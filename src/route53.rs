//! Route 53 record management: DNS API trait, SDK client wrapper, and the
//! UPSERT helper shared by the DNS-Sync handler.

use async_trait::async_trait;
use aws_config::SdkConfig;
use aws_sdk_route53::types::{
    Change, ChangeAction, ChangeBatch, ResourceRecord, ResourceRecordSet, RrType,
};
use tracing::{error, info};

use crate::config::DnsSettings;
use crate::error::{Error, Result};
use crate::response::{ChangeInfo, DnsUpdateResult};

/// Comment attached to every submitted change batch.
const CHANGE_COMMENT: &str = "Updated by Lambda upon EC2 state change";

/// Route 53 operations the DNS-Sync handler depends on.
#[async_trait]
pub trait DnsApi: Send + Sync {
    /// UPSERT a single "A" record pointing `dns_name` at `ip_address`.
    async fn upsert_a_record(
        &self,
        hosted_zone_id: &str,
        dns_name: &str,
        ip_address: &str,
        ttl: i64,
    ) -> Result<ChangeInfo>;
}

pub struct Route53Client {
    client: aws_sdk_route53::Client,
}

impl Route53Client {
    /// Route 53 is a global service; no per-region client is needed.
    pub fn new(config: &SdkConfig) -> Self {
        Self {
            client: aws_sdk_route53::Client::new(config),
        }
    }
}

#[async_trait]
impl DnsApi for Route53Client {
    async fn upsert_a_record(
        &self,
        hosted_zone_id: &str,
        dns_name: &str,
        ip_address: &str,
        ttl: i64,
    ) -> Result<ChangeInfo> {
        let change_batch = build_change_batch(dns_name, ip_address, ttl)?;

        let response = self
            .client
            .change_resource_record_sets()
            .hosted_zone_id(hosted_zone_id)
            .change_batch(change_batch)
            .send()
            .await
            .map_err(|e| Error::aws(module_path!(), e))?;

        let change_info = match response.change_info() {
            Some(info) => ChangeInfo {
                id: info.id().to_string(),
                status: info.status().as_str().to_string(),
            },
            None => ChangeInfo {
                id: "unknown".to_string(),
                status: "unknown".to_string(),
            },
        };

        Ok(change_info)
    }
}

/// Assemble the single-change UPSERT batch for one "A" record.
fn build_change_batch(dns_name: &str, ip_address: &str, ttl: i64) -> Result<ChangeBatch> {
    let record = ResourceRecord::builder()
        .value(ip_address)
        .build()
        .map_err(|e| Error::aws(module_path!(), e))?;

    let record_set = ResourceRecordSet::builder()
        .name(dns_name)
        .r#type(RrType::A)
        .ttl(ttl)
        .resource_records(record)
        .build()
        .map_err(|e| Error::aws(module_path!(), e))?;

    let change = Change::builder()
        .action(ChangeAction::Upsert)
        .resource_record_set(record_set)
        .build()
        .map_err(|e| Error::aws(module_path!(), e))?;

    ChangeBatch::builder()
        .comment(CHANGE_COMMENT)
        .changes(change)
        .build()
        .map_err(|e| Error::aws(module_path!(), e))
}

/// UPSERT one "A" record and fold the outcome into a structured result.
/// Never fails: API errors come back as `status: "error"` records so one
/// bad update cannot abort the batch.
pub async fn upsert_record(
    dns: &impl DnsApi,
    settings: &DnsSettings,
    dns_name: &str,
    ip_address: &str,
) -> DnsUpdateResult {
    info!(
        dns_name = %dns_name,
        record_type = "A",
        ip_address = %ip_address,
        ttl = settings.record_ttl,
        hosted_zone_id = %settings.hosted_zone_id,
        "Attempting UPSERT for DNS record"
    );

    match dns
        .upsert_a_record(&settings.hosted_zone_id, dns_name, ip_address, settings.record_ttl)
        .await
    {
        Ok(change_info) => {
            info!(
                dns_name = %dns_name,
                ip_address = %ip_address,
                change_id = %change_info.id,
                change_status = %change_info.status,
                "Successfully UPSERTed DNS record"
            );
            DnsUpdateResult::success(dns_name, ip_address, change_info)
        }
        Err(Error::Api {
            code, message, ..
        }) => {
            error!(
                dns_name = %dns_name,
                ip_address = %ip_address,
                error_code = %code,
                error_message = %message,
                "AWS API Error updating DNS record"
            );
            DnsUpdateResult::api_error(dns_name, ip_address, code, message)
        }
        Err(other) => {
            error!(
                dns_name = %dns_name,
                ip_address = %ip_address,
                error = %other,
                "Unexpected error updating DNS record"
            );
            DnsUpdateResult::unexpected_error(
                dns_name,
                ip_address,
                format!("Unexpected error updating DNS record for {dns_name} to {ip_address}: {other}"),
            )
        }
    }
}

◇ ◇ ◇ ◇

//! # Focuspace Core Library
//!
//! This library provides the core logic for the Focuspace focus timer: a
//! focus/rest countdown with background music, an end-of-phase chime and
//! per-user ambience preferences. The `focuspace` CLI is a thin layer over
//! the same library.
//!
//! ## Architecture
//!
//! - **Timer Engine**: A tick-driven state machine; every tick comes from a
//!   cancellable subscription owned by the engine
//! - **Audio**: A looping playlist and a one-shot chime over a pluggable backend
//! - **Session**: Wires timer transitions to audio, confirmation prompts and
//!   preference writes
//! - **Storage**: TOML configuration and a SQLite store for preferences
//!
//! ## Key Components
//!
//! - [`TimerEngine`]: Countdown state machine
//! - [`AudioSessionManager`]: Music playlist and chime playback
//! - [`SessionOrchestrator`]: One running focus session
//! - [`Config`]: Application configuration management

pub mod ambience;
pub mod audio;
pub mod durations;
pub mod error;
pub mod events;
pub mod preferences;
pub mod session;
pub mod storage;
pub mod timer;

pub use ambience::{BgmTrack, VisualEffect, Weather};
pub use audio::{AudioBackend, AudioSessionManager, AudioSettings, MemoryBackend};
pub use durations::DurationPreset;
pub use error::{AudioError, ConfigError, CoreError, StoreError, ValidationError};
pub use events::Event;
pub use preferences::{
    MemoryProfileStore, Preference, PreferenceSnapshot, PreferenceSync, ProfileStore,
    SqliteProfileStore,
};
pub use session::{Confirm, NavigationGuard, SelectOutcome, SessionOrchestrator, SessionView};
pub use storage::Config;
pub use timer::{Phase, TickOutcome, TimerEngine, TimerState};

◇ ◇ ◇ ◇

__Task details__. Copy out only the lines above from the one with "filename src/route53.rs" to the one with "pub trait DnsApi: Send", inclusive, exactly as they stand.

__Answer area__.
filename src/route53.rs
//! Route 53 record management: DNS API trait, SDK client wrapper, and the
//! UPSERT helper shared by the DNS-Sync handler.

use async_trait::async_trait;
use aws_config::SdkConfig;
use aws_sdk_route53::types::{
    Change, ChangeAction, ChangeBatch, ResourceRecord, ResourceRecordSet, RrType,
};
use tracing::{error, info};

use crate::config::DnsSettings;
use crate::error::{Error, Result};
use crate::response::{ChangeInfo, DnsUpdateResult};

/// Comment attached to every submitted change batch.
const CHANGE_COMMENT: &str = "Updated by Lambda upon EC2 state change";

/// Route 53 operations the DNS-Sync handler depends on.
#[async_trait]
pub trait DnsApi: Send + Sync {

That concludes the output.